IS: Como foi viver ao lado da Maria Helena, por quem você dedica amor
eterno? Ela acompanhava seu processo criativo?
PF: Viver com Maria
Helena foi dádiva. E Marias foram dádivas. Maria de Lourdes, minha mãe e Maria
Helena. Desta só não servia para minha crítica, ainda que cultura não lhe
faltasse.
IS: A viuvez
mudou sua maneira de olhar o tempo?
PF: O mundo muda, e muda e não é
para melhor. Infelizmente e até chegamos ao Trump, como pode?

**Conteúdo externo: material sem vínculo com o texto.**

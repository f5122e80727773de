//! Wire types for the device's control API.
//!
//! The device speaks a compact positional dialect: scan results arrive as
//! `[ssid, bssid, channel, rssi, authmode, hidden]` tuples and `ifconfig`
//! as a `[ip, netmask, gw, dns]` 4-tuple. Requests are JSON objects tagged
//! with an `op` field. The decoders here turn those shapes into typed
//! records and classify anything unexpected as a protocol violation.

use std::collections::HashMap;
use std::fmt;

use serde::{Deserialize, Serialize};
use serde_json::Value;

use crate::{Error, Result};

/// A single request to the device, one variant per supported op.
#[derive(Debug, Clone, Serialize)]
#[serde(tag = "op", rename_all = "snake_case")]
pub enum Request {
    ScanWifi,
    GetWifiParams,
    SetWifiParam { params: NetworkParams },
    ConnectConfiguredWifi { ssid: String },
    Ifconfig,
    ApStatus,
    Reset,
}

impl Request {
    /// The wire name of the op, as it appears in the `op` field.
    pub fn op(&self) -> &'static str {
        match self {
            Request::ScanWifi => "scan_wifi",
            Request::GetWifiParams => "get_wifi_params",
            Request::SetWifiParam { .. } => "set_wifi_param",
            Request::ConnectConfiguredWifi { .. } => "connect_configured_wifi",
            Request::Ifconfig => "ifconfig",
            Request::ApStatus => "ap_status",
            Request::Reset => "reset",
        }
    }
}

/// Authentication mode of an access point, from the device's numeric code.
#[derive(Debug, Clone, Copy, PartialEq, Eq)]
pub enum AuthMode {
    Open,
    Wep,
    WpaPsk,
    Wpa2Psk,
    WpaWpa2Psk,
    /// Codes the firmware added after this enum was written.
    Unknown(u64),
}

impl AuthMode {
    pub fn from_code(code: u64) -> Self {
        match code {
            0 => AuthMode::Open,
            1 => AuthMode::Wep,
            2 => AuthMode::WpaPsk,
            3 => AuthMode::Wpa2Psk,
            4 => AuthMode::WpaWpa2Psk,
            other => AuthMode::Unknown(other),
        }
    }

    /// Open networks need no password.
    pub fn is_open(&self) -> bool {
        matches!(self, AuthMode::Open)
    }
}

impl fmt::Display for AuthMode {
    fn fmt(&self, f: &mut fmt::Formatter<'_>) -> fmt::Result {
        match self {
            AuthMode::Open => write!(f, "Open"),
            AuthMode::Wep => write!(f, "WEP"),
            AuthMode::WpaPsk => write!(f, "WPA PSK"),
            AuthMode::Wpa2Psk => write!(f, "WPA2 PSK"),
            AuthMode::WpaWpa2Psk => write!(f, "WPA/WPA2 PSK"),
            AuthMode::Unknown(code) => write!(f, "Unknown({code})"),
        }
    }
}

/// One Wi-Fi network found during a scan. Ephemeral: the catalog replaces
/// these wholesale on every scan.
#[derive(Debug, Clone, PartialEq, Eq)]
pub struct NetworkInfo {
    pub ssid: String,
    pub bssid: [u8; 6],
    pub channel: u32,
    pub rssi: i32,
    pub auth_mode: AuthMode,
    pub hidden: bool,
}

impl NetworkInfo {
    /// BSSID in the usual hex form, for display.
    pub fn bssid_hex(&self) -> String {
        hex::encode(self.bssid)
    }
}

/// Interface configuration obtained from a successful connection.
/// On the wire this is the positional `[ip, netmask, gw, dns]` tuple.
#[derive(Debug, Clone, PartialEq, Eq, Serialize, Deserialize)]
#[serde(
    from = "(String, String, String, String)",
    into = "(String, String, String, String)"
)]
pub struct Ifconfig {
    pub ip: String,
    pub netmask: String,
    pub gw: String,
    pub dns: String,
}

impl From<(String, String, String, String)> for Ifconfig {
    fn from(t: (String, String, String, String)) -> Self {
        Ifconfig {
            ip: t.0,
            netmask: t.1,
            gw: t.2,
            dns: t.3,
        }
    }
}

impl From<Ifconfig> for (String, String, String, String) {
    fn from(c: Ifconfig) -> Self {
        (c.ip, c.netmask, c.gw, c.dns)
    }
}

impl fmt::Display for Ifconfig {
    fn fmt(&self, f: &mut fmt::Formatter<'_>) -> fmt::Result {
        write!(
            f,
            "ip={} netmask={} gw={} dns={}",
            self.ip, self.netmask, self.gw, self.dns
        )
    }
}

/// Remembered connection parameters for one SSID. Persisted on the device
/// via `set_wifi_param`; survives across scans.
#[derive(Debug, Clone, PartialEq, Eq, Serialize, Deserialize)]
pub struct NetworkParams {
    pub ssid: String,
    #[serde(default)]
    pub password: String,
    #[serde(default, skip_serializing_if = "Option::is_none")]
    pub ip: Option<String>,
    #[serde(default, skip_serializing_if = "Option::is_none")]
    pub last_ifconfig: Option<Ifconfig>,
}

impl NetworkParams {
    /// A fresh record for a network that was never configured.
    pub fn empty(ssid: &str) -> Self {
        NetworkParams {
            ssid: ssid.to_string(),
            password: String::new(),
            ip: None,
            last_ifconfig: None,
        }
    }
}

// --- Reply decoders ---

/// Decodes a `scan_wifi` reply. An empty array is a valid empty scan;
/// a missing (`null`) reply is not.
pub fn decode_scan(value: &Value) -> Result<Vec<NetworkInfo>> {
    let rows = match value {
        Value::Array(rows) => rows,
        Value::Null => {
            return Err(Error::ProtocolViolation(
                "scan_wifi reply is missing".to_string(),
            ));
        }
        other => {
            return Err(Error::ProtocolViolation(format!(
                "scan_wifi reply is not an array: {other}"
            )));
        }
    };
    rows.iter().map(decode_scan_row).collect()
}

fn decode_scan_row(row: &Value) -> Result<NetworkInfo> {
    let fields = row
        .as_array()
        .filter(|fields| fields.len() >= 6)
        .ok_or_else(|| Error::ProtocolViolation(format!("malformed scan row: {row}")))?;

    let ssid = fields[0]
        .as_str()
        .ok_or_else(|| Error::ProtocolViolation(format!("scan row ssid is not a string: {row}")))?
        .to_string();
    let channel = u32::try_from(as_u64(&fields[2], "channel")?)
        .map_err(|_| Error::ProtocolViolation(format!("scan row channel out of range: {row}")))?;
    let rssi = fields[3]
        .as_i64()
        .ok_or_else(|| Error::ProtocolViolation(format!("scan row rssi is not a number: {row}")))?
        as i32;
    let auth_mode = AuthMode::from_code(as_u64(&fields[4], "authmode")?);

    Ok(NetworkInfo {
        ssid,
        bssid: decode_bssid(&fields[1])?,
        channel,
        rssi,
        auth_mode,
        hidden: truthy(&fields[5]),
    })
}

/// The firmware serializes the raw BSSID bytes either as a JSON string
/// (one character per byte) or as an array of numbers.
fn decode_bssid(value: &Value) -> Result<[u8; 6]> {
    let bytes: Vec<u8> = match value {
        Value::String(s) => s
            .chars()
            .map(|c| {
                u8::try_from(c as u32)
                    .map_err(|_| Error::ProtocolViolation(format!("bssid byte out of range: {s}")))
            })
            .collect::<Result<_>>()?,
        Value::Array(items) => items
            .iter()
            .map(|item| {
                item.as_u64()
                    .and_then(|b| u8::try_from(b).ok())
                    .ok_or_else(|| {
                        Error::ProtocolViolation(format!("bssid byte out of range: {value}"))
                    })
            })
            .collect::<Result<_>>()?,
        other => {
            return Err(Error::ProtocolViolation(format!(
                "bssid is neither string nor array: {other}"
            )));
        }
    };
    <[u8; 6]>::try_from(bytes)
        .map_err(|_| Error::ProtocolViolation(format!("bssid is not 6 bytes: {value}")))
}

/// Decodes a `get_wifi_params` reply into the per-SSID table.
/// A `null` reply means the device has no remembered networks yet.
pub fn decode_params_table(value: &Value) -> Result<HashMap<String, NetworkParams>> {
    match value {
        Value::Null => Ok(HashMap::new()),
        other => Ok(serde_json::from_value(other.clone())?),
    }
}

/// Decodes an `ifconfig` reply: the 4-tuple, or `None` when the device is
/// not connected.
pub fn decode_ifconfig(value: &Value) -> Result<Option<Ifconfig>> {
    match value {
        Value::Null => Ok(None),
        other => Ok(Some(serde_json::from_value(other.clone()).map_err(
            |_| Error::ProtocolViolation(format!("ifconfig reply is not a 4-tuple: {other}")),
        )?)),
    }
}

/// Decodes an `ap_status` reply into the raw status code.
pub fn decode_status(value: &Value) -> Result<i64> {
    value.as_i64().ok_or_else(|| {
        Error::ProtocolViolation(format!("ap_status reply is not an integer: {value}"))
    })
}

fn as_u64(value: &Value, field: &str) -> Result<u64> {
    value.as_u64().ok_or_else(|| {
        Error::ProtocolViolation(format!("scan row {field} is not a number: {value}"))
    })
}

fn truthy(value: &Value) -> bool {
    match value {
        Value::Bool(b) => *b,
        Value::Number(n) => n.as_f64().is_some_and(|n| n != 0.0),
        _ => false,
    }
}
//! Per-SSID configuration store.

use std::collections::HashMap;

use tokio::sync::RwLock;

use crate::protocol::{self, Ifconfig, NetworkParams, Request};
use crate::traits::DeviceTransport;
use crate::Result;

/// Partial update applied to a stored record; unset fields are kept.
#[derive(Debug, Clone, Default)]
pub struct ParamsUpdate {
    pub password: Option<String>,
    pub ip: Option<String>,
    pub last_ifconfig: Option<Ifconfig>,
}

impl ParamsUpdate {
    pub fn password(value: &str) -> Self {
        ParamsUpdate {
            password: Some(value.to_string()),
            ..Self::default()
        }
    }
}

/// Mapping from SSID to remembered connection parameters.
///
/// The store itself is in-memory; the durable copy is the device's own
/// remembered-network table, kept in sync through `push` and `refresh`.
/// Records are created lazily on first update and never deleted here, so
/// stale entries persist until overwritten. Entries are keyed by SSID
/// alone (not SSID + BSSID), matching the device table: two access points
/// sharing one name share credentials.
///
/// Writes are serialized by the lock; concurrent updates to one SSID
/// resolve last-write-wins, and a write is never lost to a concurrent read.
#[derive(Debug, Default)]
pub struct ParamStore {
    params: RwLock<HashMap<String, NetworkParams>>,
}

impl ParamStore {
    pub fn new() -> Self {
        Self::default()
    }

    /// Returns the stored record, or a fresh one with an empty password if
    /// the SSID was never configured. Never fails, never inserts.
    pub async fn get(&self, ssid: &str) -> NetworkParams {
        self.params
            .read()
            .await
            .get(ssid)
            .cloned()
            .unwrap_or_else(|| NetworkParams::empty(ssid))
    }

    /// Merges `update` into the stored (or freshly defaulted) record and
    /// returns the merged result. Idempotent.
    pub async fn update(&self, ssid: &str, update: ParamsUpdate) -> NetworkParams {
        let mut params = self.params.write().await;
        let record = params
            .entry(ssid.to_string())
            .or_insert_with(|| NetworkParams::empty(ssid));
        if let Some(password) = update.password {
            record.password = password;
        }
        if let Some(ip) = update.ip {
            record.ip = Some(ip);
        }
        if let Some(ifconfig) = update.last_ifconfig {
            record.last_ifconfig = Some(ifconfig);
        }
        record.clone()
    }

    /// Submits the stored record for `ssid` to the device so its own
    /// remembered-network table is updated. The local record is read as-is;
    /// local updates precede and are independent of this call.
    pub async fn push(&self, device: &dyn DeviceTransport, ssid: &str) -> Result<()> {
        let params = self.get(ssid).await;
        device.call(&Request::SetWifiParam { params }).await?;
        Ok(())
    }

    /// Replaces the local table with the device's remembered networks
    /// (`get_wifi_params`). A failed fetch leaves the local table untouched.
    pub async fn refresh(&self, device: &dyn DeviceTransport) -> Result<()> {
        let reply = device.call(&Request::GetWifiParams).await?;
        let table = protocol::decode_params_table(&reply)?;
        tracing::debug!(count = table.len(), "remembered networks loaded from device");
        *self.params.write().await = table;
        Ok(())
    }

    pub async fn snapshot(&self) -> HashMap<String, NetworkParams> {
        self.params.read().await.clone()
    }
}

#[cfg(test)]
mod tests {
    use super::*;
    use crate::backends::mock::MockDevice;
    use serde_json::json;

    #[tokio::test]
    async fn get_never_fails_for_unknown_ssid() {
        let store = ParamStore::new();
        let params = store.get("Nowhere").await;
        assert_eq!(params.ssid, "Nowhere");
        assert_eq!(params.password, "");
        assert!(params.ip.is_none());
        assert!(params.last_ifconfig.is_none());
    }

    #[tokio::test]
    async fn update_then_get_round_trips_and_is_idempotent() {
        let store = ParamStore::new();
        let first = store.update("Home", ParamsUpdate::password("secret1")).await;
        let second = store.update("Home", ParamsUpdate::password("secret1")).await;
        assert_eq!(first, second);
        assert_eq!(store.get("Home").await, first);

        // A later partial update keeps the untouched fields.
        let merged = store
            .update(
                "Home",
                ParamsUpdate {
                    ip: Some("10.0.0.9".to_string()),
                    ..ParamsUpdate::default()
                },
            )
            .await;
        assert_eq!(merged.password, "secret1");
        assert_eq!(merged.ip.as_deref(), Some("10.0.0.9"));
    }

    #[tokio::test]
    async fn push_submits_the_stored_record() {
        let device = MockDevice::new();
        device.enqueue("set_wifi_param", json!(true));

        let store = ParamStore::new();
        store.update("Home", ParamsUpdate::password("secret1")).await;
        store.push(&device, "Home").await.unwrap();

        let sent = device.last_request("set_wifi_param").unwrap();
        assert_eq!(
            sent,
            json!({
                "op": "set_wifi_param",
                "params": {"ssid": "Home", "password": "secret1"}
            })
        );
    }

    #[tokio::test]
    async fn refresh_replaces_local_table_only_on_success() {
        let device = MockDevice::new();
        device.enqueue(
            "get_wifi_params",
            json!({"Home": {"ssid": "Home", "password": "secret1"}}),
        );
        device.enqueue_transport_error("get_wifi_params", "timed out");

        let store = ParamStore::new();
        store.refresh(&device).await.unwrap();
        assert_eq!(store.get("Home").await.password, "secret1");

        assert!(store.refresh(&device).await.is_err());
        assert_eq!(store.get("Home").await.password, "secret1");
    }
}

6. Reencontros e o que ainda pulsa
IS: Se
hoje pudesse conversar com o Pedro de 40 anos, o que diria a ele?
PF:
Chamaria o Pedro às falas. E diria Pedro, oh, Pedro! Largue a utopia, este
excesso de moralidade é um pouco para inglês saber. Não seja utópico e volte
aos locais passados e diga da saudade que sentiu. Fui e depois aviso, passou e
estou em outra. Pedro Karabina (apelido do basquete), está com 40 anos. Pense
um pouco nos dinheiros. O futuro sempre quer mais e o futuro é caro,
caríssimo...
IS: Você sente vontade de escrever (ou reescrever) sobre algum assunto que
já abordou anteriormente?
PF: Sobre assunto especial, não o tenho.
Nisto sou eclético. Gostaria de ter gênio e arte para combater as maldades
humanas, as soberbas, a corrupção e as burrices. Nosso País tinha tudo para
não ter pobres!
7.
Finalização poética
IS: Se
o coração pedisse para escrever uma carta nesse momento, a quem seria e o que
diria?
PF: Maria Helena. Continuo com muitas saudades. Seu, Pedro.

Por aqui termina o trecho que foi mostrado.